Abstract
Purpose:
To identify potential therapeutic strategies to slow down or prevent the expression of early-onset epithelial to mesenchymal transition (EMT) marker proteins without sacrificing the pro-survival protein, VEGF, in cultured hypoxic lens epithelial cells.
Methods:
HLE-B3 cells, maintained in continuous hypoxic environment (1% oxygen) were treated with SB216763, a specific inhibitor of GSK-3β catalytic activity. Western blot analysis was employed to detect the cytoplasmic and nuclear levels of β-catenin and phospho-β-catenin, as well as the total lysate content of fibronectin and α-smooth muscle actin (α-SMA).
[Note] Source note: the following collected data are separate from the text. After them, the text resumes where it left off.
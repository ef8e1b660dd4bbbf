//! Game balance and world generation parameters.
//!
//! Every field carries a default equal to the stock game, so a scenario file
//! only needs to spell out the values it wants to change.

use std::collections::BTreeMap;

use serde::{Deserialize, Serialize};

use crate::{
    agents::{Profession, Tool},
    buildings::BuildingKind,
    calendar::Season,
    ledger::{Amounts, CropKind, Resource},
};

#[derive(Debug, Clone, Serialize, Deserialize)]
#[serde(default)]
pub struct GameConfig {
    pub map: MapConfig,
    pub buildings: BuildingCatalog,
    pub professions: ProfessionCatalog,
    pub agents: AgentConfig,
    pub ledger: LedgerConfig,
    pub farming: FarmingConfig,
    pub seasons: Vec<SeasonConfig>,
    pub day_length: f32,
    /// Spawn a builder for every new construction site while there is room.
    pub auto_builder: bool,
    pub logging: LoggingConfig,
}

impl Default for GameConfig {
    fn default() -> Self {
        Self {
            map: MapConfig::default(),
            buildings: BuildingCatalog::default(),
            professions: ProfessionCatalog::default(),
            agents: AgentConfig::default(),
            ledger: LedgerConfig::default(),
            farming: FarmingConfig::default(),
            seasons: vec![
                SeasonConfig::new(Season::Spring, 30.0),
                SeasonConfig::new(Season::Summer, 30.0),
                SeasonConfig::new(Season::Autumn, 30.0),
                SeasonConfig::new(Season::Winter, 30.0),
            ],
            day_length: 1.0,
            auto_builder: true,
            logging: LoggingConfig::default(),
        }
    }
}

#[derive(Debug, Clone, Serialize, Deserialize)]
#[serde(default)]
pub struct MapConfig {
    pub size: u32,
    pub forest_chance: f64,
    /// Rolled only when the forest roll fails.
    pub dirt_chance: f64,
    pub river_amplitude: f32,
    pub river_wavenumber: f32,
    /// Lateral shift of the river axis from the map center, as a fraction of
    /// the initial map size.
    pub river_offset: f32,
    pub expansion_step: u32,
    pub expansion_cost: Amounts,
}

impl Default for MapConfig {
    fn default() -> Self {
        Self {
            size: 20,
            forest_chance: 0.1,
            dirt_chance: 0.05,
            river_amplitude: 2.0,
            river_wavenumber: 0.35,
            river_offset: -0.25,
            expansion_step: 5,
            expansion_cost: Amounts::new(),
        }
    }
}

#[derive(Debug, Clone, Serialize, Deserialize)]
#[serde(default)]
pub struct BuildingSpec {
    pub cost: Amounts,
    pub build_time: f32,
    pub width: u32,
    pub depth: u32,
    pub production: Option<Amounts>,
    pub production_interval: f32,
    pub population_increase: u32,
}

impl Default for BuildingSpec {
    fn default() -> Self {
        Self {
            cost: Amounts::new(),
            build_time: 1.0,
            width: 1,
            depth: 1,
            production: None,
            production_interval: 0.0,
            population_increase: 0,
        }
    }
}

#[derive(Debug, Clone, Serialize, Deserialize)]
#[serde(default)]
pub struct BuildingCatalog {
    pub farm: BuildingSpec,
    pub house: BuildingSpec,
    pub lumbermill: BuildingSpec,
    pub barn: BuildingSpec,
}

impl BuildingCatalog {
    pub fn spec(&self, kind: BuildingKind) -> &BuildingSpec {
        match kind {
            BuildingKind::Farm => &self.farm,
            BuildingKind::House => &self.house,
            BuildingKind::Lumbermill => &self.lumbermill,
            BuildingKind::Barn => &self.barn,
        }
    }
}

impl Default for BuildingCatalog {
    fn default() -> Self {
        Self {
            farm: BuildingSpec {
                cost: Amounts::new().with(Resource::Wood, 10.0),
                build_time: 3.0,
                width: 2,
                depth: 2,
                production: Some(Amounts::new().with(Resource::Food, 5.0)),
                production_interval: 10.0,
                population_increase: 0,
            },
            house: BuildingSpec {
                cost: Amounts::new()
                    .with(Resource::Wood, 20.0)
                    .with(Resource::Money, 100.0),
                build_time: 5.0,
                width: 2,
                depth: 2,
                production: None,
                production_interval: 0.0,
                population_increase: 2,
            },
            lumbermill: BuildingSpec {
                cost: Amounts::new()
                    .with(Resource::Wood, 30.0)
                    .with(Resource::Money, 200.0),
                build_time: 8.0,
                width: 3,
                depth: 3,
                production: Some(Amounts::new().with(Resource::Wood, 3.0)),
                production_interval: 15.0,
                population_increase: 0,
            },
            barn: BuildingSpec {
                cost: Amounts::new()
                    .with(Resource::Wood, 15.0)
                    .with(Resource::Money, 50.0),
                build_time: 4.0,
                width: 2,
                depth: 2,
                production: None,
                production_interval: 0.0,
                population_increase: 0,
            },
        }
    }
}

#[derive(Debug, Clone, Copy, Serialize, Deserialize)]
pub struct ProfessionSpec {
    /// Distance covered per tick while moving.
    pub move_speed: f32,
    pub work_duration: f32,
}

#[derive(Debug, Clone, Serialize, Deserialize)]
#[serde(default)]
pub struct ProfessionCatalog {
    pub none: ProfessionSpec,
    pub farmer: ProfessionSpec,
    pub builder: ProfessionSpec,
    pub lumberjack: ProfessionSpec,
}

impl ProfessionCatalog {
    pub fn spec(&self, profession: Profession) -> ProfessionSpec {
        match profession {
            Profession::Unassigned => self.none,
            Profession::Farmer => self.farmer,
            Profession::Builder => self.builder,
            Profession::Lumberjack => self.lumberjack,
        }
    }
}

impl Default for ProfessionCatalog {
    fn default() -> Self {
        Self {
            none: ProfessionSpec {
                move_speed: 0.04,
                work_duration: 0.0,
            },
            farmer: ProfessionSpec {
                move_speed: 0.05,
                work_duration: 5.0,
            },
            builder: ProfessionSpec {
                move_speed: 0.04,
                work_duration: 3.0,
            },
            lumberjack: ProfessionSpec {
                move_speed: 0.045,
                work_duration: 6.0,
            },
        }
    }
}

#[derive(Debug, Clone, Serialize, Deserialize)]
#[serde(default)]
pub struct AgentConfig {
    pub idle_search_delay: f32,
    pub energy_regen: f32,
    pub path_waypoints: usize,
    pub arrival_radius: f32,
    /// Half-width of the square around the map center where residents appear.
    pub spawn_spread: f32,
}

impl Default for AgentConfig {
    fn default() -> Self {
        Self {
            idle_search_delay: 2.0,
            energy_regen: 5.0,
            path_waypoints: 10,
            arrival_radius: 0.1,
            spawn_spread: 2.0,
        }
    }
}

#[derive(Debug, Clone, Serialize, Deserialize)]
#[serde(default)]
pub struct LedgerConfig {
    pub food: f64,
    pub wood: f64,
    pub money: f64,
    pub population_cap: u32,
    pub food_per_resident: f64,
    pub seeds: BTreeMap<CropKind, u32>,
    pub tools: BTreeMap<Tool, u32>,
    pub watering_can_filled: bool,
}

impl Default for LedgerConfig {
    fn default() -> Self {
        Self {
            food: 100.0,
            wood: 50.0,
            money: 1000.0,
            population_cap: 10,
            food_per_resident: 0.1,
            seeds: BTreeMap::from([(CropKind::Potato, 5)]),
            tools: BTreeMap::from([(Tool::Hoe, 1), (Tool::WateringCan, 1)]),
            watering_can_filled: false,
        }
    }
}

#[derive(Debug, Clone, Serialize, Deserialize)]
#[serde(default)]
pub struct FarmingConfig {
    pub crop: CropKind,
    pub harvest_crop_yield: u32,
    pub overnight_drying: bool,
}

impl Default for FarmingConfig {
    fn default() -> Self {
        Self {
            crop: CropKind::Potato,
            harvest_crop_yield: 1,
            overnight_drying: false,
        }
    }
}

#[derive(Debug, Clone, Serialize, Deserialize)]
pub struct SeasonConfig {
    pub season: Season,
    pub duration: f32,
}

impl SeasonConfig {
    pub fn new(season: Season, duration: f32) -> Self {
        Self { season, duration }
    }
}

#[derive(Debug, Clone, Serialize, Deserialize)]
pub struct LoggingConfig {
    #[serde(default = "default_log_level")]
    pub level: String,
}

fn default_log_level() -> String {
    "info".to_string()
}

impl Default for LoggingConfig {
    fn default() -> Self {
        Self {
            level: default_log_level(),
        }
    }
}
ELISA was used to measure the levels of VEGF in cell culture supernatants. A HIF-1α translation inhibitor and a HIF-2α translation inhibitor were independently employed to evaluate the effect of hypoxia inducible factor inhibition on EMT marker protein and VEGF expression. XAV932 was used to assess the suppression of nuclear β-catenin and its downstream effect on EMT marker proteins and VEGF expression.
Results:
SB216763-treated HLE-B3 cells caused a marked inhibition of GSK-3β activity prompting a significant increase in the translocation of cytoplasmic β-catenin to the nucleus. The enhancement of nuclear β-catenin resulted in significant increase of basal expression of VEGF as well as increased expression of fibronectin and α-SMA. Administration of a HIF-1α translation inhibitor, but not a HIF-2α translation inhibitor, markedly suppressed expression of fibronectin and α-SMA without affecting VEGF levels. Treatment with XAV932 significantly reduced the level of nuclear β-catenin whereas neither the levels of the EMT marker proteins nor VEGF were changed.
Conclusions:
Recently, we reported that nuclear β-catenin but not HIF-2α, regulates the expression of fibronectin and α-SMA in atmospheric oxygen. In marked contrast, data stemming from the hypoxic condition clearly establishes that nuclear β-catenin plays no apparent role in the expression of EMT marker proteins. Rather, it is the loss of HIF-1α (but not HIF-2α), that lowers the expression of the EMT marker proteins without sacrificing the levels of the pro-survival protein, VEGF. These findings support the development of a potentially relevant therapeutic strategy to undermine the progression of normal cells to mesenchymal phenotype in the naturally hypoxic lens without subverting cell viability.